If that's what you prefer:

npm install -D literator

▶️ Literating

By default, Literator scans the src folder. To scan a different folder:

npx literator app

Only .ts and .tsx files are supported for now.

📝 Markdown in the Comments

Line comments are read as Markdown:

// ## A Markdown heading
//
// Markdown prose here.

Standalone block comments are read as Markdown too:

/*
## Another heading

More Markdown prose here.
*/

There is no sorcery here, normal Markdown features just work naturally, including Mermaid diagrams and images:

// ```mermaid
// flowchart LR
//   A --> B
// ```
//
// ![Diagram](./images/diagram.png)

None of the Literator annotations appear in the Markdown.

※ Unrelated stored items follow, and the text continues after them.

//! The Node: wires the gossip engine, the inbound server, and the gossip
//! loop around one transport.

use std::future::Future;
use std::sync::Arc;

use murmur_core::NodeId;
use murmur_sync::{GossipEngine, GossipTask, Server, Transport};

use crate::config::NodeConfig;
use crate::error::Result;

/// A running broadcast node.
///
/// Owns the process-scoped stores (through its engine) and the transport.
/// Nothing is global: two nodes in one process share nothing.
pub struct Node<T: Transport> {
    engine: Arc<GossipEngine<T>>,
    transport: Arc<T>,
}

impl<T: Transport + 'static> Node<T> {
    /// Create a node over `transport`.
    pub fn new(transport: T, config: NodeConfig) -> Result<Self> {
        config.validate()?;

        let transport = Arc::new(transport);
        let engine = Arc::new(GossipEngine::new(Arc::clone(&transport), config.gossip));
        Ok(Self { engine, transport })
    }

    /// This node's identity.
    pub fn node_id(&self) -> &NodeId {
        self.engine.node_id()
    }

    /// The engine, for inspecting the stores.
    pub fn engine(&self) -> Arc<GossipEngine<T>> {
        Arc::clone(&self.engine)
    }

    /// Serve until the transport closes or the process receives Ctrl-C.
    pub async fn run(self) -> Result<()> {
        self.run_until(shutdown_signal()).await
    }

    /// Serve until the transport closes or `signal` completes.
    ///
    /// The gossip loop is stopped and joined before returning.
    pub async fn run_until<F>(self, signal: F) -> Result<()>
    where
        F: Future<Output = ()>,
    {
        tracing::info!(node = %self.node_id(), "node starting");

        let gossip = GossipTask::spawn(Arc::clone(&self.engine));
        let server = Server::new(Arc::clone(&self.engine), self.transport);

        let served = tokio::select! {
            result = server.run() => result,
            _ = signal => {
                tracing::info!(node = %self.engine.node_id(), "shutdown requested");
                Ok(())
            }
        };

        gossip.shutdown().await?;
        tracing::info!(
            node = %self.engine.node_id(),
            values = self.engine.values().len(),
            "node stopped"
        );
        Ok(served?)
    }
}

async fn shutdown_signal() {
    if let Err(e) = tokio::signal::ctrl_c().await {
        tracing::warn!("cannot listen for Ctrl-C: {}", e);
        std::future::pending::<()>().await;
    }
}
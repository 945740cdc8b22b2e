//! Strong type definitions for murmur.
//!
//! Values and node identities are newtypes so a peer id can never be
//! broadcast as data and vice versa.

use serde::{Deserialize, Serialize};
use std::borrow::Borrow;
use std::fmt;

/// A broadcast value.
///
/// Values are opaque to the protocol: they are compared by equality, never
/// mutated, and never removed once stored. On the wire a value is a bare
/// JSON integer.
#[derive(Clone, Copy, PartialEq, Eq, PartialOrd, Ord, Hash, Serialize, Deserialize)]
#[serde(transparent)]
pub struct Value(pub i64);

impl Value {
    /// Get the raw integer.
    pub const fn get(self) -> i64 {
        self.0
    }
}

impl fmt::Debug for Value {
    fn fmt(&self, f: &mut fmt::Formatter<'_>) -> fmt::Result {
        write!(f, "Value({})", self.0)
    }
}

impl fmt::Display for Value {
    fn fmt(&self, f: &mut fmt::Formatter<'_>) -> fmt::Result {
        write!(f, "{}", self.0)
    }
}

impl From<i64> for Value {
    fn from(raw: i64) -> Self {
        Self(raw)
    }
}

/// Identity of a node in the network, e.g. `"n1"` or `"c3"`.
///
/// Assigned externally (by the transport) and read-only for the lifetime
/// of the process.
#[derive(Clone, PartialEq, Eq, PartialOrd, Ord, Hash, Serialize, Deserialize)]
#[serde(transparent)]
pub struct NodeId(String);

impl NodeId {
    /// Create a node id from any string.
    pub fn new(id: impl Into<String>) -> Self {
        Self(id.into())
    }

    /// Borrow the id as a string slice.
    pub fn as_str(&self) -> &str {
        &self.0
    }
}

impl fmt::Debug for NodeId {
    fn fmt(&self, f: &mut fmt::Formatter<'_>) -> fmt::Result {
        write!(f, "NodeId({})", self.0)
    }
}

impl fmt::Display for NodeId {
    fn fmt(&self, f: &mut fmt::Formatter<'_>) -> fmt::Result {
        f.write_str(&self.0)
    }
}

impl From<&str> for NodeId {
    fn from(id: &str) -> Self {
        Self(id.to_string())
    }
}

impl From<String> for NodeId {
    fn from(id: String) -> Self {
        Self(id)
    }
}

impl AsRef<str> for NodeId {
    fn as_ref(&self) -> &str {
        &self.0
    }
}

impl Borrow<str> for NodeId {
    fn borrow(&self) -> &str {
        &self.0
    }
}

#[cfg(test)]
mod tests {
    use super::*;
    use std::collections::HashMap;

    #[test]
    fn test_value_is_bare_json_integer() {
        let json = serde_json::to_string(&Value(42)).unwrap();
        assert_eq!(json, "42");

        let parsed: Value = serde_json::from_str("-7").unwrap();
        assert_eq!(parsed, Value(-7));
    }

    #[test]
    fn test_value_rejects_non_integers() {
        assert!(serde_json::from_str::<Value>("1.5").is_err());
        assert!(serde_json::from_str::<Value>("\"42\"").is_err());
    }

    #[test]
    fn test_node_id_as_map_key() {
        let topology: HashMap<NodeId, Vec<NodeId>> =
            serde_json::from_str(r#"{"n1": ["n2", "n3"]}"#).unwrap();
        let neighbors = topology.get("n1").unwrap();
        assert_eq!(neighbors, &vec![NodeId::from("n2"), NodeId::from("n3")]);
    }

    #[test]
    fn test_node_id_display() {
        let id = NodeId::new("n7");
        assert_eq!(format!("{}", id), "n7");
        assert_eq!(format!("{:?}", id), "NodeId(n7)");
    }
}
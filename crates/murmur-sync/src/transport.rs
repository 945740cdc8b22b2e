//! Transport abstraction for the gossip protocol.
//!
//! The transport owns node identity, envelope framing, and delivery.
//! Implementations may use stdin/stdout, sockets, or in-process channels;
//! the engine only ever sees [`Message`]s and [`Body`]s.

use std::time::Duration;

use async_trait::async_trait;

use murmur_core::NodeId;

use crate::error::Result;
use crate::messages::{Body, Message};

/// Transport trait for sending and receiving protocol messages.
///
/// Implementations must be thread-safe (Send + Sync). Delivery is
/// best-effort: a successful `send` only means the message was handed off.
#[async_trait]
pub trait Transport: Send + Sync {
    /// Get the local node's identity.
    fn local_node_id(&self) -> NodeId;

    /// Send a body to a specific node, without waiting for any response.
    async fn send(&self, dest: &NodeId, body: Body) -> Result<()>;

    /// Receive the next inbound message.
    ///
    /// Returns [`SyncError::Closed`](crate::SyncError::Closed) once no more
    /// messages can arrive.
    async fn recv(&self) -> Result<Message>;

    /// Reply to an inbound request.
    ///
    /// The reply goes back to the request's sender and is correlated via
    /// `in_reply_to`.
    async fn reply(&self, request: &Message, body: Body) -> Result<()> {
        let body = body.in_reply_to(request.body.msg_id);
        self.send(&request.src, body).await
    }

    /// Receive with timeout.
    ///
    /// Returns None if timeout expires before a message arrives.
    async fn recv_timeout(&self, timeout: Duration) -> Result<Option<Message>> {
        match tokio::time::timeout(timeout, self.recv()).await {
            Ok(result) => result.map(Some),
            Err(_) => Ok(None),
        }
    }
}

/// An in-process network for tests and simulation.
///
/// Uses bounded channels to pass messages between transports, and can drop
/// a configurable fraction of node-to-node traffic to exercise recovery.
pub mod memory {
    use super::*;
    use std::collections::HashMap;
    use std::sync::atomic::{AtomicU64, Ordering};
    use std::sync::Arc;

    use rand::Rng;
    use tokio::sync::mpsc::error::TrySendError;
    use tokio::sync::{mpsc, Mutex, RwLock};

    use crate::error::SyncError;
    use crate::messages::Payload;

    /// Per-node inbox capacity. Messages beyond this are dropped.
    pub const INBOX_CAPACITY: usize = 1000;

    struct Link {
        sender: mpsc::Sender<Message>,
        /// Clients are never subject to simulated loss.
        reliable: bool,
    }

    /// Shared state for the memory transport network.
    pub struct MemoryNetwork {
        links: RwLock<HashMap<NodeId, Link>>,
        /// Probability of dropping a node-to-node message.
        loss_rate: f64,
        delivered: AtomicU64,
        dropped: AtomicU64,
    }

    impl MemoryNetwork {
        /// Create a new lossless memory network.
        pub fn new() -> Arc<Self> {
            Arc::new(Self::default())
        }

        /// Create a network that drops each node-to-node message with
        /// probability `loss_rate` (clamped to `0.0..=1.0`).
        pub fn with_loss(loss_rate: f64) -> Arc<Self> {
            Arc::new(Self {
                loss_rate: loss_rate.clamp(0.0, 1.0),
                ..Self::default()
            })
        }

        /// Create a node transport connected to this network.
        pub async fn create_transport(self: &Arc<Self>, node_id: NodeId) -> MemoryTransport {
            self.attach(node_id, false).await
        }

        /// Create a client transport. Traffic to and from clients is never
        /// dropped, so requests and replies always arrive.
        pub async fn create_client_transport(self: &Arc<Self>, node_id: NodeId) -> MemoryTransport {
            self.attach(node_id, true).await
        }

        /// Messages handed to an inbox so far.
        pub fn delivered(&self) -> u64 {
            self.delivered.load(Ordering::Relaxed)
        }

        /// Messages lost to simulated loss or full inboxes so far.
        pub fn dropped(&self) -> u64 {
            self.dropped.load(Ordering::Relaxed)
        }

        async fn attach(self: &Arc<Self>, node_id: NodeId, reliable: bool) -> MemoryTransport {
            let (tx, rx) = mpsc::channel(INBOX_CAPACITY);

            self.links
                .write()
                .await
                .insert(node_id.clone(), Link { sender: tx, reliable });

            MemoryTransport {
                node_id,
                network: Arc::clone(self),
                receiver: Mutex::new(rx),
                next_msg_id: AtomicU64::new(1),
            }
        }

        async fn deliver(&self, message: Message) -> Result<()> {
            let links = self.links.read().await;
            let link = links.get(&message.dest).ok_or_else(|| {
                SyncError::TransportError(format!("node not found: {}", message.dest))
            })?;

            let exempt = link.reliable || links.get(&message.src).map_or(false, |l| l.reliable);
            if !exempt && self.should_drop() {
                self.dropped.fetch_add(1, Ordering::Relaxed);
                tracing::trace!(src = %message.src, dest = %message.dest, "dropped message");
                return Ok(());
            }

            match link.sender.try_send(message) {
                Ok(()) => {
                    self.delivered.fetch_add(1, Ordering::Relaxed);
                    Ok(())
                }
                Err(TrySendError::Full(message)) => {
                    self.dropped.fetch_add(1, Ordering::Relaxed);
                    tracing::debug!(dest = %message.dest, "inbox full, dropped message");
                    Ok(())
                }
                Err(TrySendError::Closed(_)) => {
                    Err(SyncError::TransportError("peer disconnected".into()))
                }
            }
        }

        fn should_drop(&self) -> bool {
            self.loss_rate > 0.0 && rand::thread_rng().gen_bool(self.loss_rate)
        }
    }

    impl Default for MemoryNetwork {
        fn default() -> Self {
            Self {
                links: RwLock::new(HashMap::new()),
                loss_rate: 0.0,
                delivered: AtomicU64::new(0),
                dropped: AtomicU64::new(0),
            }
        }
    }

    /// In-memory transport implementation.
    pub struct MemoryTransport {
        node_id: NodeId,
        network: Arc<MemoryNetwork>,
        receiver: Mutex<mpsc::Receiver<Message>>,
        next_msg_id: AtomicU64,
    }

    impl MemoryTransport {
        /// Send a request and wait for its correlated reply.
        ///
        /// Unrelated inbound messages received meanwhile are discarded, so
        /// this is meant for client transports. Returns `Ok(None)` on timeout.
        pub async fn request(
            &self,
            dest: &NodeId,
            payload: &Payload,
            timeout: Duration,
        ) -> Result<Option<Message>> {
            let msg_id = self.next_msg_id.fetch_add(1, Ordering::Relaxed);
            let body = Body::from_payload(payload)?.with_msg_id(msg_id);
            self.send(dest, body).await?;

            let deadline = tokio::time::Instant::now() + timeout;
            loop {
                let remaining = deadline.saturating_duration_since(tokio::time::Instant::now());
                match self.recv_timeout(remaining).await? {
                    Some(reply) if reply.body.in_reply_to == Some(msg_id) => return Ok(Some(reply)),
                    Some(_) => continue,
                    None => return Ok(None),
                }
            }
        }
    }

    #[async_trait]
    impl Transport for MemoryTransport {
        fn local_node_id(&self) -> NodeId {
            self.node_id.clone()
        }

        async fn send(&self, dest: &NodeId, body: Body) -> Result<()> {
            let message = Message {
                src: self.node_id.clone(),
                dest: dest.clone(),
                body,
            };
            self.network.deliver(message).await
        }

        async fn recv(&self) -> Result<Message> {
            let mut rx = self.receiver.lock().await;
            rx.recv().await.ok_or(SyncError::Closed)
        }
    }
}
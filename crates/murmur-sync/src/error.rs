//! Error types for the sync module.

use thiserror::Error;

use murmur_core::NodeId;

use crate::messages::ErrorCode;

/// Errors that can occur while handling or exchanging gossip messages.
#[derive(Debug, Error)]
pub enum SyncError {
    /// Inbound payload did not match the expected shape.
    #[error("malformed request: {0}")]
    MalformedRequest(String),

    /// Topology did not mention this node.
    #[error("topology has no entry for node {0}")]
    MissingTopologyEntry(NodeId),

    /// No handler for this message type.
    #[error("unsupported message type: {0}")]
    NotSupported(String),

    /// Transport-level error.
    #[error("transport error: {0}")]
    TransportError(String),

    /// Outbound message could not be encoded.
    #[error("serialization error: {0}")]
    Serialization(#[from] serde_json::Error),

    /// Invalid gossip configuration.
    #[error("invalid config: {0}")]
    InvalidConfig(String),

    /// A background task panicked or was cancelled.
    #[error("task failed: {0}")]
    TaskFailed(String),

    /// The transport has no more inbound messages.
    #[error("transport closed")]
    Closed,
}

impl SyncError {
    /// Protocol error code reported to the sender of a failed request.
    pub fn code(&self) -> ErrorCode {
        match self {
            SyncError::MalformedRequest(_) | SyncError::MissingTopologyEntry(_) => {
                ErrorCode::MalformedRequest
            }
            SyncError::NotSupported(_) => ErrorCode::NotSupported,
            SyncError::TransportError(_) | SyncError::Closed => ErrorCode::TemporarilyUnavailable,
            SyncError::Serialization(_)
            | SyncError::InvalidConfig(_)
            | SyncError::TaskFailed(_) => ErrorCode::Crash,
        }
    }
}

/// Result type for sync operations.
pub type Result<T> = std::result::Result<T, SyncError>;
//! # Murmur
//!
//! A node in an eventually-consistent broadcast network. Clients hand any
//! node a value; every node remembers every value it has seen and pushes
//! its whole set to its neighbors on a fixed period, so connected nodes
//! converge despite lost, duplicated, or reordered messages.
//!
//! ## Overview
//!
//! - **Broadcast**: a client submits a value; the node stores it and acks
//! - **Read**: a client asks for every value the node has seen
//! - **Topology**: an operator tells each node who its neighbors are
//! - **Gossip**: every period, each node pushes its full set to its neighbors
//!
//! ## Usage
//!
//! ```rust,no_run
//! use murmur::{Node, NodeConfig, StdioTransport};
//!
//! async fn example() -> murmur::Result<()> {
//!     // Wait for the `init` handshake on stdin.
//!     let transport = StdioTransport::connect().await?;
//!
//!     // Serve until stdin closes or Ctrl-C.
//!     Node::new(transport, NodeConfig::default())?.run().await
//! }
//! ```
//!
//! ## Re-exports
//!
//! - `murmur::core` - values, node ids, and the shared stores
//! - `murmur::sync` - wire messages, transports, and the gossip engine

pub mod config;
pub mod error;
pub mod node;
pub mod stdio;

// Re-export component crates
pub use murmur_core as core;
pub use murmur_sync as sync;

// Re-export main types for convenience
pub use config::NodeConfig;
pub use error::{NodeError, Result};
pub use node::Node;
pub use stdio::StdioTransport;

pub use murmur_core::{NeighborSet, NodeId, Value, ValueStore};
pub use murmur_sync::{GossipConfig, GossipEngine, MemoryNetwork, MemoryTransport, Transport};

Generated Markdown starts with a hidden notice:

<!-- Generated by Literator from <source-file> at <timestamp>. Edit the source file instead. -->

↕️ Collapsible Sections

When there is too much going on in the Markdown, these sections are collapsible and expandable to keep the view tidy.

// @literator-collapse-start Internal notes
// This content is collapsed by default.
// @literator-collapse-end

If the title is omitted, Literator uses: Expand this section.